══ DATA SECTION ══

//! CLI command for building an index.

use std::path::PathBuf;
use std::time::Instant;

use anyhow::Result;
use clap::Args;
use tracing::info;

use crate::index::build::{BuildConfig, build_index};

#[derive(Args, Debug)]
pub struct BuildArgs {
    /// Reference FASTA files, one per bin, in bin order (comma-separated)
    #[arg(short = 'r', long, value_delimiter = ',', required = true)]
    pub refs: Vec<PathBuf>,
    /// Output index path (path prefix when --parts > 1)
    #[arg(short = 'o', long)]
    pub output: PathBuf,
    /// K-mer size
    #[arg(short = 'k', long, default_value = "20")]
    pub kmer: usize,
    /// Window size in bases
    #[arg(short = 'w', long, default_value = "24")]
    pub window: usize,
    /// Filter bits per bin
    #[arg(long, default_value = "8388608")]
    pub bin_size: u64,
    /// Number of hash functions
    #[arg(long, default_value = "2")]
    pub hash: usize,
    /// Split bins into this many equally sized index parts
    #[arg(long, default_value = "1")]
    pub parts: usize,
    /// Store the compressed (rank-based) layout
    #[arg(long)]
    pub compressed: bool,
}

pub fn run(args: BuildArgs) -> Result<()> {
    let start = Instant::now();
    let bins = args.refs.len();

    let config = BuildConfig {
        bin_files: args.refs,
        output: args.output,
        kmer_size: args.kmer,
        window_size: args.window,
        bin_size: args.bin_size,
        hash_funs: args.hash,
        parts: args.parts,
        compressed: args.compressed,
    };
    build_index(&config)?;

    info!(
        "indexed {} bins into {} part(s) in {:.1}s",
        bins,
        config.parts,
        start.elapsed().as_secs_f64()
    );
    Ok(())
}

═══

ASSIGNMENT = Look for the word "into" throughout the material above and copy every line that has it.

EXERCISE OUTPUT =
    /// Split bins into this many equally sized index parts
        "indexed {} bins into {} part(s) in {:.1}s",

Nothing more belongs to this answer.